| Given data |
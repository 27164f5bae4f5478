//! The fluent combinator surface.
//!
//! Every method wraps the receiver in a fresh node and returns the new
//! handle, so `p.plus().flatten()` and `p.flatten().plus()` build distinct
//! graphs with no shared wrapper state.

use std::cell::RefCell;
use std::rc::Rc;

use super::primitives::any;
use super::{Parser, ParserKind, UNBOUNDED};
use crate::chars::whitespace;
use crate::context::{Context, ParseResult};
use crate::value::Value;

fn sequence_of(children: Vec<Parser>) -> Parser {
    Parser::new(ParserKind::Sequence { children })
}

impl Parser {
    /// Sequence: self then `other`; the value is the flat list of element
    /// values. When self is already a sequence the new node extends it
    /// instead of nesting.
    pub fn seq(&self, other: &Parser) -> Parser {
        let mut children = match &*self.node.borrow() {
            ParserKind::Sequence { children } => children.clone(),
            _ => vec![self.clone()],
        };
        children.push(other.clone());
        sequence_of(children)
    }

    /// Ordered choice: alternatives are tried in declared order at the same
    /// position; the last failure surfaces when all fail. Flattens when self
    /// is already a choice.
    pub fn or(&self, other: &Parser) -> Parser {
        let mut children = match &*self.node.borrow() {
            ParserKind::Choice { children } => children.clone(),
            _ => vec![self.clone()],
        };
        children.push(other.clone());
        Parser::new(ParserKind::Choice { children })
    }

    /// Succeeds with self's value, or with null consuming nothing.
    pub fn optional(&self) -> Parser {
        self.optional_with(Value::Null)
    }

    /// Succeeds with self's value, or with `otherwise` consuming nothing.
    pub fn optional_with(&self, otherwise: Value) -> Parser {
        Parser::new(ParserKind::Optional {
            child: self.clone(),
            otherwise,
        })
    }

    /// Lookahead: succeeds with self's value but leaves the position unchanged.
    pub fn and(&self) -> Parser {
        Parser::new(ParserKind::And {
            child: self.clone(),
        })
    }

    /// Negative lookahead: succeeds with null iff self fails; consumes nothing.
    pub fn not(&self, message: &str) -> Parser {
        Parser::new(ParserKind::Not {
            child: self.clone(),
            message: message.to_owned(),
        })
    }

    /// Consumes one element that self does *not* accept.
    pub fn neg(&self, message: &str) -> Parser {
        self.not(message).seq(&any()).pick(1)
    }

    /// Succeeds iff self succeeds having consumed the whole input.
    pub fn end(&self) -> Parser {
        self.end_with("end of input expected")
    }

    pub fn end_with(&self, message: &str) -> Parser {
        Parser::new(ParserKind::End {
            child: self.clone(),
            message: message.to_owned(),
        })
    }

    /// Replaces self's value with the consumed substring.
    pub fn flatten(&self) -> Parser {
        Parser::new(ParserKind::Flatten {
            child: self.clone(),
        })
    }

    /// Wraps self's value into a [`crate::token::Token`] spanning the match.
    pub fn token(&self) -> Parser {
        Parser::new(ParserKind::Token {
            child: self.clone(),
        })
    }

    /// Consumes whitespace before and after self, keeping self's value.
    pub fn trim(&self) -> Parser {
        self.trim_with(&whitespace())
    }

    /// Consumes zero-or-more `trimmer` before and after self.
    pub fn trim_with(&self, trimmer: &Parser) -> Parser {
        Parser::new(ParserKind::Trim {
            child: self.clone(),
            trimmer: trimmer.clone(),
        })
    }

    /// On success, replaces the value with `action(value)`.
    pub fn map(&self, action: impl Fn(Value) -> Value + 'static) -> Parser {
        Parser::new(ParserKind::Action {
            child: self.clone(),
            action: Rc::new(action),
        })
    }

    /// Selects index `index` of a list value; negative indices count from
    /// the end. Out-of-range indices yield null.
    pub fn pick(&self, index: isize) -> Parser {
        self.map(move |value| match value {
            Value::List(items) => pick_index(&items, index),
            other => other,
        })
    }

    /// Reorders a list value by the given indices; negative indices allowed.
    pub fn permute(&self, indexes: &[isize]) -> Parser {
        let indexes = indexes.to_vec();
        self.map(move |value| match value {
            Value::List(items) => Value::List(
                indexes
                    .iter()
                    .map(|&index| pick_index(&items, index))
                    .collect(),
            ),
            other => other,
        })
    }

    /// Possessive repetition: consumes greedily, never gives back.
    ///
    /// # Panics
    ///
    /// Panics when `min > max`.
    pub fn repeat(&self, min: usize, max: usize) -> Parser {
        assert!(min <= max, "repetition range {min}..{max} is inverted");
        Parser::new(ParserKind::Repeat {
            child: self.clone(),
            min,
            max,
        })
    }

    /// Zero or more, possessive.
    pub fn star(&self) -> Parser {
        self.repeat(0, UNBOUNDED)
    }

    /// One or more, possessive.
    pub fn plus(&self) -> Parser {
        self.repeat(1, UNBOUNDED)
    }

    /// Exactly `count` repetitions.
    pub fn times(&self, count: usize) -> Parser {
        self.repeat(count, count)
    }

    /// Greedy repetition that backtracks until `limit` accepts at the
    /// position after the repeated elements. `limit` is not consumed.
    pub fn repeat_greedy(&self, limit: &Parser, min: usize, max: usize) -> Parser {
        assert!(min <= max, "repetition range {min}..{max} is inverted");
        Parser::new(ParserKind::GreedyRepeat {
            child: self.clone(),
            limit: limit.clone(),
            min,
            max,
        })
    }

    pub fn star_greedy(&self, limit: &Parser) -> Parser {
        self.repeat_greedy(limit, 0, UNBOUNDED)
    }

    pub fn plus_greedy(&self, limit: &Parser) -> Parser {
        self.repeat_greedy(limit, 1, UNBOUNDED)
    }

    /// Lazy repetition that stops as soon as `limit` accepts. `limit` is
    /// not consumed.
    pub fn repeat_lazy(&self, limit: &Parser, min: usize, max: usize) -> Parser {
        assert!(min <= max, "repetition range {min}..{max} is inverted");
        Parser::new(ParserKind::LazyRepeat {
            child: self.clone(),
            limit: limit.clone(),
            min,
            max,
        })
    }

    pub fn star_lazy(&self, limit: &Parser) -> Parser {
        self.repeat_lazy(limit, 0, UNBOUNDED)
    }

    pub fn plus_lazy(&self, limit: &Parser) -> Parser {
        self.repeat_lazy(limit, 1, UNBOUNDED)
    }

    /// `self (separator self)*` as a flat list including the separators.
    pub fn separated_by(&self, separator: &Parser) -> Parser {
        self.separated_by_with(separator, true, false)
    }

    /// `self (separator self)*`, optionally allowing a trailing separator.
    /// The result is a flat list; separators are included only when
    /// `include_separators` is set, and a trailing separator only when it
    /// was actually present.
    pub fn separated_by_with(
        &self,
        separator: &Parser,
        include_separators: bool,
        optional_separator_at_end: bool,
    ) -> Parser {
        // The pair node is built directly so a sequence-valued separator
        // keeps its own shape instead of being flattened into the pair.
        let pair = sequence_of(vec![separator.clone(), self.clone()]);
        let mut children = vec![self.clone(), pair.star()];
        if optional_separator_at_end {
            children.push(separator.optional());
        }
        sequence_of(children).map(move |value| {
            let items = match value {
                Value::List(items) => items,
                other => return other,
            };
            let mut items = items.into_iter();
            let first = items.next().unwrap_or(Value::Null);
            let pairs = items.next().unwrap_or_else(|| Value::List(Vec::new()));
            let tail = items.next();
            let mut result = vec![first];
            if let Value::List(pairs) = pairs {
                for entry in pairs {
                    if let Value::List(mut entry) = entry {
                        let element = entry.pop().unwrap_or(Value::Null);
                        let sep = entry.pop().unwrap_or(Value::Null);
                        if include_separators {
                            result.push(sep);
                        }
                        result.push(element);
                    }
                }
            }
            if include_separators {
                if let Some(tail) = tail {
                    if !tail.is_null() {
                        result.push(tail);
                    }
                }
            }
            Value::List(result)
        })
    }

    /// Wraps self in a mutable indirection, the node used to tie recursive
    /// knots and to permit graph rewiring.
    pub fn setable(&self) -> Parser {
        Parser::new(ParserKind::Setable {
            child: self.clone(),
        })
    }

    /// A delegating parser whose evaluation is routed through `handler`;
    /// calling the passed continuation runs the wrapped parser.
    pub fn continuation(
        &self,
        handler: impl Fn(&Context, &dyn Fn(&Context) -> ParseResult) -> ParseResult + 'static,
    ) -> Parser {
        Parser::new(ParserKind::Continuation {
            child: self.clone(),
            handler: Rc::new(handler),
        })
    }

    /// All overlapping matches of self anywhere in `input`.
    pub fn matches(&self, input: &str) -> Vec<Value> {
        let results = Rc::new(RefCell::new(Vec::new()));
        let sink = Rc::clone(&results);
        let collector = self.and().map(move |value| {
            sink.borrow_mut().push(value);
            Value::Null
        });
        let _ = collector.seq(&any()).or(&any()).star().parse(input);
        results.take()
    }

    /// All non-overlapping matches of self anywhere in `input`.
    pub fn matches_skipping(&self, input: &str) -> Vec<Value> {
        self.matches_skipping_in(Context::new(input))
    }

    pub(crate) fn matches_skipping_in(&self, context: Context) -> Vec<Value> {
        let results = Rc::new(RefCell::new(Vec::new()));
        let sink = Rc::clone(&results);
        let collector = self.map(move |value| {
            sink.borrow_mut().push(value);
            Value::Null
        });
        let _ = collector.or(&any()).star().parse_on(&context);
        results.take()
    }
}

fn pick_index(items: &[Value], index: isize) -> Value {
    let index = if index < 0 {
        items.len() as isize + index
    } else {
        index
    };
    if index < 0 {
        return Value::Null;
    }
    items.get(index as usize).cloned().unwrap_or(Value::Null)
}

| Problem to solve |
Scan the records for the string "count" and report each line where it occurs.

| Exercise result |
    /// Selects index `index` of a list value; negative indices count from
    /// Exactly `count` repetitions.
    pub fn times(&self, count: usize) -> Parser {
        self.repeat(count, count)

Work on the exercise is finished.